EXERCISE MATERIAL:
________

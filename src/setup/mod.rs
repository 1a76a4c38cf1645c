//! Environment checks run before any scan: platform, privileges, engine
//! presence, engine directories and configuration.

use std::fmt;
use std::path::{Path, PathBuf};

/// Engine config templates.
pub mod templates;

/// What: Supported host platforms and their engine paths.
#[derive(Clone, Copy, Debug, PartialEq, Eq)]
pub enum Platform {
    /// Linux distribution packages.
    Linux,
    /// macOS with Homebrew.
    MacOs,
}

impl Platform {
    /// What: Platform of the running binary.
    ///
    /// # Errors
    /// - `SetupError::UnsupportedPlatform` on anything but Linux and macOS.
    pub fn detect() -> Result<Self, SetupError> {
        Self::from_os(std::env::consts::OS)
    }

    /// What: Map an OS name (as in `std::env::consts::OS`) to a platform.
    ///
    /// # Errors
    /// - `SetupError::UnsupportedPlatform` for unknown names.
    pub fn from_os(os: &str) -> Result<Self, SetupError> {
        match os {
            "linux" => Ok(Self::Linux),
            "macos" => Ok(Self::MacOs),
            other => Err(SetupError::UnsupportedPlatform {
                os: other.to_string(),
            }),
        }
    }

    /// Engine configuration directory.
    #[must_use]
    pub fn config_dir(self) -> &'static Path {
        Path::new(match self {
            Self::Linux => "/etc/clamav",
            Self::MacOs => "/opt/homebrew/etc",
        })
    }

    /// Default signature database directory.
    #[must_use]
    pub fn database_dir(self) -> &'static Path {
        Path::new(match self {
            Self::Linux => "/var/lib/clamav",
            Self::MacOs => "/opt/homebrew/var/lib/clamav",
        })
    }

    /// Engine log directory.
    #[must_use]
    pub fn log_dir(self) -> &'static Path {
        Path::new(match self {
            Self::Linux => "/var/log/clamav",
            Self::MacOs => "/opt/homebrew/var/log",
        })
    }

    /// The three directories the engine needs.
    #[must_use]
    pub fn engine_dirs(self) -> [&'static Path; 3] {
        [self.config_dir(), self.database_dir(), self.log_dir()]
    }

    /// Location of the daemon configuration file.
    #[must_use]
    pub fn clamd_conf(self) -> PathBuf {
        match self {
            Self::Linux => PathBuf::from("/etc/clamav/clamd.conf"),
            Self::MacOs => PathBuf::from("/opt/homebrew/etc/clamav/clamd.conf"),
        }
    }

    /// Preferred directory for generated engine configs.
    #[must_use]
    pub fn template_dir(self) -> &'static Path {
        Path::new(match self {
            Self::Linux => "/usr/local/etc",
            Self::MacOs => "/opt/homebrew/etc",
        })
    }

    /// Installation commands to show when the engine is missing.
    #[must_use]
    pub const fn install_instructions(self) -> &'static [&'static str] {
        match self {
            Self::MacOs => &["To install ClamAV on macOS, run: brew install clamav"],
            Self::Linux => &[
                "To install ClamAV on Linux:",
                "For Ubuntu/Debian: sudo apt-get update && sudo apt-get install -y clamav clamav-daemon",
                "For Fedora/CentOS: sudo dnf install -y clamav clamav-update",
            ],
        }
    }
}

impl fmt::Display for Platform {
    fn fmt(&self, f: &mut fmt::Formatter<'_>) -> fmt::Result {
        f.write_str(match self {
            Self::Linux => "Linux",
            Self::MacOs => "macOS",
        })
    }
}

/// What: Fatal setup problems (process exits with code 1).
#[derive(Debug, Clone, PartialEq, Eq)]
pub enum SetupError {
    /// Neither Linux nor macOS.
    UnsupportedPlatform {
        /// Reported OS name.
        os: String,
    },
    /// Started with root privileges.
    RunningAsRoot,
    /// Scan engine not found on `PATH`.
    EngineMissing {
        /// Binary that was looked up.
        binary: String,
        /// Platform, for installation hints.
        platform: Platform,
    },
}

impl fmt::Display for SetupError {
    fn fmt(&self, f: &mut fmt::Formatter<'_>) -> fmt::Result {
        match self {
            Self::UnsupportedPlatform { os } => write!(
                f,
                "Unsupported operating system: {os}. This application is designed for Linux and macOS."
            ),
            Self::RunningAsRoot => f.write_str(
                "This program should not be run with sudo. Please run it as a normal user.",
            ),
            Self::EngineMissing { binary, .. } => {
                write!(f, "{binary} was not found on PATH")
            }
        }
    }
}

impl std::error::Error for SetupError {}

/// What: Non-fatal setup observation shown as a warning.
#[derive(Debug, Clone, PartialEq, Eq)]
pub enum Finding {
    /// An engine directory does not exist or cannot be accessed.
    MissingDirectory(PathBuf),
    /// Directory not owned by the current user or lacking `rwx` for the owner.
    InsufficientPermissions(PathBuf),
    /// Permissions could not be inspected.
    PermissionCheckFailed {
        /// Directory inspected.
        path: PathBuf,
        /// Error text.
        message: String,
    },
    /// Daemon configuration file missing or unreadable.
    ConfigUnavailable(PathBuf),
    /// Daemon configuration enables neither TCP nor local socket.
    SocketNotConfigured(PathBuf),
}

impl fmt::Display for Finding {
    fn fmt(&self, f: &mut fmt::Formatter<'_>) -> fmt::Result {
        match self {
            Self::MissingDirectory(p) => write!(
                f,
                "Directory {} does not exist or is not accessible.",
                p.display()
            ),
            Self::InsufficientPermissions(p) => write!(
                f,
                "Insufficient permissions for {}. This may affect the scan.",
                p.display()
            ),
            Self::PermissionCheckFailed { path, message } => {
                write!(f, "Error checking permissions for {}: {message}", path.display())
            }
            Self::ConfigUnavailable(p) => write!(
                f,
                "ClamAV configuration file {} not found or inaccessible.",
                p.display()
            ),
            Self::SocketNotConfigured(p) => write!(
                f,
                "ClamAV configuration {} may not have TCP or Unix socket enabled.",
                p.display()
            ),
        }
    }
}

/// What: Refuse to run with root privileges.
///
/// # Errors
/// - `SetupError::RunningAsRoot` when the effective uid is 0.
pub fn check_not_root() -> Result<(), SetupError> {
    #[cfg(unix)]
    if nix::unistd::geteuid().is_root() {
        return Err(SetupError::RunningAsRoot);
    }
    Ok(())
}

/// What: Locate the scan engine on `PATH`.
///
/// Inputs:
/// - `binary`: Engine binary name or path.
/// - `platform`: Used for the installation hint on failure.
///
/// # Errors
/// - `SetupError::EngineMissing` when the binary cannot be resolved.
pub fn check_engine_installed(binary: &str, platform: Platform) -> Result<PathBuf, SetupError> {
    which::which(binary).map_err(|e| {
        tracing::warn!(binary, error = %e, "[Setup] engine not found");
        SetupError::EngineMissing {
            binary: binary.to_string(),
            platform,
        }
    })
}

/// What: Whether an owner/mode pair grants the current user full access.
///
/// Inputs:
/// - `owner_uid`: Directory owner.
/// - `current_uid`: Effective uid of this process.
/// - `mode`: Permission bits.
///
/// Output:
/// - `true` when owned by the current user with owner `rwx`.
#[must_use]
pub const fn permissions_sufficient(owner_uid: u32, current_uid: u32, mode: u32) -> bool {
    owner_uid == current_uid && mode & 0o700 == 0o700
}

/// What: Inspect ownership and permission bits of `dir`.
///
/// Output:
/// - `None` when sufficient, otherwise a warning finding.
#[must_use]
pub fn check_directory_permissions(dir: &Path) -> Option<Finding> {
    let meta = match std::fs::metadata(dir) {
        Ok(meta) => meta,
        Err(e) => {
            return Some(Finding::PermissionCheckFailed {
                path: dir.to_path_buf(),
                message: e.to_string(),
            });
        }
    };
    #[cfg(unix)]
    {
        use std::os::unix::fs::MetadataExt;
        let current = nix::unistd::geteuid().as_raw();
        if !permissions_sufficient(meta.uid(), current, meta.mode()) {
            tracing::debug!(
                dir = %dir.display(),
                owner = meta.uid(),
                current,
                mode = format!("{:o}", meta.mode() & 0o777),
                "[Setup] insufficient permissions"
            );
            return Some(Finding::InsufficientPermissions(dir.to_path_buf()));
        }
    }
    #[cfg(not(unix))]
    let _ = meta;
    None
}

/// What: Check that the engine directories exist and are accessible.
///
/// Inputs:
/// - `dirs`: Directories to inspect (usually [`Platform::engine_dirs`]).
///
/// Output:
/// - One finding per problem, in directory order.
#[must_use]
pub fn ensure_directories(dirs: &[&Path]) -> Vec<Finding> {
    let mut findings = Vec::new();
    for dir in dirs {
        if dir.is_dir() {
            findings.extend(check_directory_permissions(dir));
        } else {
            findings.push(Finding::MissingDirectory(dir.to_path_buf()));
        }
    }
    findings
}

/// What: Whether a daemon config enables a TCP or local socket.
///
/// Details:
/// - Commented-out directives do not count.
#[must_use]
pub fn config_has_socket(contents: &str) -> bool {
    contents
        .lines()
        .filter(|line| !crate::util::config::skip_comment_or_empty(line))
        .map(str::trim_start)
        .any(|line| line.starts_with("TCPSocket") || line.starts_with("LocalSocket"))
}

/// What: Check the daemon configuration file.
///
/// Output:
/// - `None` when a socket is configured, otherwise a warning finding.
#[must_use]
pub fn check_engine_config(path: &Path) -> Option<Finding> {
    match std::fs::read_to_string(path) {
        Ok(contents) if config_has_socket(&contents) => None,
        Ok(_) => Some(Finding::SocketNotConfigured(path.to_path_buf())),
        Err(e) => {
            tracing::debug!(path = %path.display(), error = %e, "[Setup] config unreadable");
            Some(Finding::ConfigUnavailable(path.to_path_buf()))
        }
    }
}
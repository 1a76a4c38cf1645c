//! Scan targets: named directory groups and the item-count estimate.

/// Recursive item counting.
pub mod count;
/// Named target groups and selections.
pub mod groups;

pub use count::count_items;
pub use groups::{TargetGroup, TargetSelection};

________

WHAT IS BEING ASKED:
Find and copy each line above holding "that".

SOLVED PROBLEM:
        /// Binary that was looked up.
/// What: Check that the engine directories exist and are accessible.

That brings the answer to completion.